In many European countries, the number of sexual offences is increasing. Police statistic over fresh years show a clear upward trend that is starting to rise expanding public concern. Consequently, Birgit Bessin of AfD, MP for the Bundestag, submitted Parliamentary Assembly of the Council of Europe draft resolution on combating sexual force against women and children in Europe.
Violence against women is expanding in Europe. The paper by Birgit Bessin highlights alarming data from many European countries. In France, in 2024, the number of victims of sexual force increased by about 7 percent compared to the erstwhile year and exceeded 122,000 cases. Long-term data are even more worrying – the number of specified crimes has doubled since 2016. At the same time, the number of rapes and rape attempts increased by 9%.
Similar trends are besides seen in Germany. According to police statistics, the number of rapes, sexual assaults and peculiarly serious sexual crimes has almost doubled in the last decade. At the same time, the number of kid sexual abuse cases and the spread of kid pornography online is increasing dramatically.
The increasing scale of force makes global institutions increasingly serious about women's safety in Europe. The motion for a resolution calls, inter alia, for greater transparency in the publication of sex crime data. According to the authors, only reliable statistic will decently diagnose the problem and make effective countermeasures.
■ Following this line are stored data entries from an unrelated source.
impl<T: TokenService> Admission<T> {
    pub fn new(registry: Arc<RoomRegistry>, tokens: Arc<T>, config: SessionConfig) -> Self {
        Self {
            registry,
            tokens,
            config,
        }
    }

    pub fn registry(&self) -> &Arc<RoomRegistry> {
        &self.registry
    }

    pub fn tokens(&self) -> &Arc<T> {
        &self.tokens
    }

    /// Creates a room with the caller as its admin.
    ///
    /// # Errors
    /// - 400 with field errors for a bad username or capacity
    /// - 401 without a session id
    /// - 500 if the admin token cannot be issued; the room is discarded
    pub async fn create_room(
        &self,
        session_id: &SessionId,
        request: CreateRoomRequest,
    ) -> Result<CreateRoomResponse, AdmissionError> {
        require_session(session_id)?;
        let mut errors = BTreeMap::new();
        validate_username(&request.username, &mut errors);
        validate_capacity(request.max_participants, &mut errors);
        check_fields(errors)?;

        let admin = Candidate::new(session_id.clone(), request.username.clone());
        let room_id = self
            .registry
            .create_room(
                random_secret(),
                usize::from(request.max_participants),
                admin,
            )
            .await;

        let claims = ParticipantClaims::new(
            ParticipantId::ADMIN,
            request.username,
            Role::Admin,
            room_id.clone(),
            self.config.token_ttl,
        );
        match self.tokens.issue(&claims.into()) {
            Ok(token) => Ok(CreateRoomResponse { room_id, token }),
            Err(e) => {
                tracing::error!(room_id = %room_id, error = %e, "admin token not issued, discarding room");
                if let Some(room) = self.registry.delete_room(&room_id).await {
                    room.close(CloseCause::Scheduled).await;
                }
                Err(AdmissionError::internal(format!("Failed to create token: {e}")))
            }
        }
    }

    /// Joins the room an invite token points at.
    ///
    /// # Errors
    /// - 401 for a missing session id or a bad invite
    /// - 400 with field errors for a bad username, a taken username, or a
    ///   session that already joined
    /// - 403 for a stale secret or a banned session
    /// - 404 if the room is gone or closing
    /// - 409 if the room is full
    /// - 500 if the member token cannot be issued; the member is revoked
    pub async fn join_room(
        &self,
        session_id: &SessionId,
        invite_token: &str,
        request: JoinRoomRequest,
    ) -> Result<JoinRoomResponse, AdmissionError> {
        require_session(session_id)?;
        let invite = self.tokens.verify_invite(invite_token).map_err(|e| {
            tracing::debug!(error = %e, "invite rejected");
            AdmissionError::unauthorized("Invalid or expired invite.")
        })?;

        let mut errors = BTreeMap::new();
        validate_username(&request.username, &mut errors);
        check_fields(errors)?;

        let room = self.registry.get_room(&invite.room_id).await.ok_or_else(|| {
            AdmissionError::field(AdmissionError::NOT_FOUND, "roomId", "Chat Room not found.")
        })?;
        if !room.secret_matches(&invite.secret) {
            return Err(AdmissionError::field(
                AdmissionError::FORBIDDEN,
                "roomSecretKey",
                "Incorrect Secret Key.",
            ));
        }

        let id = room
            .join(Candidate::new(session_id.clone(), request.username.clone()))
            .await
            .map_err(join_refused)?;

        let claims = ParticipantClaims::new(
            id,
            request.username,
            Role::Member,
            room.id().clone(),
            self.config.token_ttl,
        );
        match self.tokens.issue(&claims.into()) {
            Ok(token) => Ok(JoinRoomResponse {
                room_id: room.id().clone(),
                token,
            }),
            Err(e) => {
                tracing::error!(room_id = %room.id(), participant_id = %id, error = %e, "member token not issued, revoking");
                room.revoke(id).await;
                Err(AdmissionError::internal(format!("Failed to create token: {e}")))
            }
        }
    }

    /// Describes the caller's room. Admins also receive an invite token.
    pub async fn get_room(
        &self,
        room_id: &RoomId,
        token: &str,
    ) -> Result<RoomDetails, AdmissionError> {
        let (claims, room) = self.authorize(room_id, token).await?;

        let invite_token = if claims.role.is_admin() {
            let invite = InviteClaims {
                room_id: room.id().clone(),
                secret: room.secret().to_string(),
                exp: room.expires_at(),
            };
            let token = self.tokens.issue(&invite.into()).map_err(|e| {
                AdmissionError::internal(format!("Failed to create invite: {e}"))
            })?;
            Some(token)
        } else {
            None
        };

        let snapshot = room.snapshot().await;
        Ok(RoomDetails {
            room_id: snapshot.room_id,
            user_role: claims.role,
            max_participants: snapshot.capacity,
            participants: snapshot.participants,
            expires_at: snapshot.expires_at,
            invite_token,
        })
    }

    /// Closes the room. Admin only.
    pub async fn close_room(&self, room_id: &RoomId, token: &str) -> Result<(), AdmissionError> {
        let (claims, room) = self.authorize(room_id, token).await?;
        if !claims.role.is_admin() {
            return Err(AdmissionError::forbidden(
                "You are not an admin and can't close this room.",
            ));
        }
        if room.close(CloseCause::AdminClosed).await {
            tracing::info!(room_id = %room_id, "room closed by admin");
        }
        Ok(())
    }

    /// Removes a participant. Admin only; they may rejoin.
    pub async fn kick(
        &self,
        room_id: &RoomId,
        token: &str,
        request: ParticipantRequest,
    ) -> Result<(), AdmissionError> {
        self.moderate(room_id, token, request.user_id, Moderation::Kick)
            .await
    }

    /// Removes a participant and bans their session. Admin only.
    pub async fn ban(
        &self,
        room_id: &RoomId,
        token: &str,
        request: ParticipantRequest,
    ) -> Result<(), AdmissionError> {
        self.moderate(room_id, token, request.user_id, Moderation::Ban)
            .await
    }

    async fn moderate(
        &self,
        room_id: &RoomId,
        token: &str,
        target: ParticipantId,
        action: Moderation,
    ) -> Result<(), AdmissionError> {
        let verb = action.verb();
        let (claims, room) = self.authorize(room_id, token).await?;
        if !claims.role.is_admin() {
            return Err(AdmissionError::forbidden(format!(
                "You are not an admin and can't {verb} anyone from this room."
            )));
        }
        if target == ParticipantId(0) {
            return Err(AdmissionError::new(
                AdmissionError::BAD_REQUEST,
                "User Id not sent in the request.",
            ));
        }
        if target == claims.participant_id {
            return Err(AdmissionError::new(
                AdmissionError::BAD_REQUEST,
                format!("You can not {verb} yourself."),
            ));
        }

        let result = match action {
            Moderation::Kick => room.kick(target).await,
            Moderation::Ban => room.ban(target).await,
        };
        result.map_err(|e| match e {
            RoomError::ParticipantNotFound(_) => AdmissionError::not_found("Participant not found."),
            RoomError::Closing => AdmissionError::not_found("Chat Room not found."),
            other => AdmissionError::internal(other.to_string()),
        })
    }

    /// Verifies a participant token against the room it claims to belong
    /// to.
    async fn authorize(
        &self,
        room_id: &RoomId,
        token: &str,
    ) -> Result<(ParticipantClaims, Arc<Room>), AdmissionError> {
        validate_room_id(room_id)?;
        let claims = self.tokens.verify_participant(token).map_err(|e| {
            tracing::debug!(room_id = %room_id, error = %e, "participant token rejected");
            AdmissionError::unauthorized("Unauthorized.")
        })?;
        let room = self
            .registry
            .get_room(room_id)
            .await
            .ok_or_else(|| AdmissionError::not_found("Chat Room not found."))?;
        if claims.room_id != *room_id {
            return Err(AdmissionError::forbidden(
                "You do not have access to this room.",
            ));
        }
        Ok((claims, room))
    }
}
At the same time, the public debate is increasingly asking about the causes of this phenomenon. In many Western European countries, there is simply a link between the emergence in sexual crime and the wave of mass migration. In fresh years millions of people from the alleged "third world" countries have been coming to Europe, mainly from Africa and the mediate East. Most of these regions have polarly different cultural standards regarding the relation between men and women, which experts believe translates into increased social tensions and safety threats.
More and more commentators indicate that ignoring the immigration aspect in the event of an increase in force against women hinders a real diagnosis of the problem. In their view, the effective fight against this phenomenon requires a fair discussion of all factors that can contribute to the emergence in crime.
The Bureau of the Parliamentary Assembly of the Council of Europe will decide whether the substance will become the subject of a broad global debate. If the proposal is addressed to further work, it will be possible to prepare a study and a resolution that can guide European countries' efforts to combat a increasing wave of sexual violence.
For many Europeans, it is becoming increasingly clear that women's safety should again become 1 of the key themes of public debate. However, the question is whether the European institutions will be prepared to address the real causes of the problem – or whether they will be limited to general declarations. An open message that increased numbers of immigrants from chaotic countries are behind the increase in force should bring real consequences, in the form of sealing borders, improving deportation rules and, of course, mass deportations of blacks/arabs.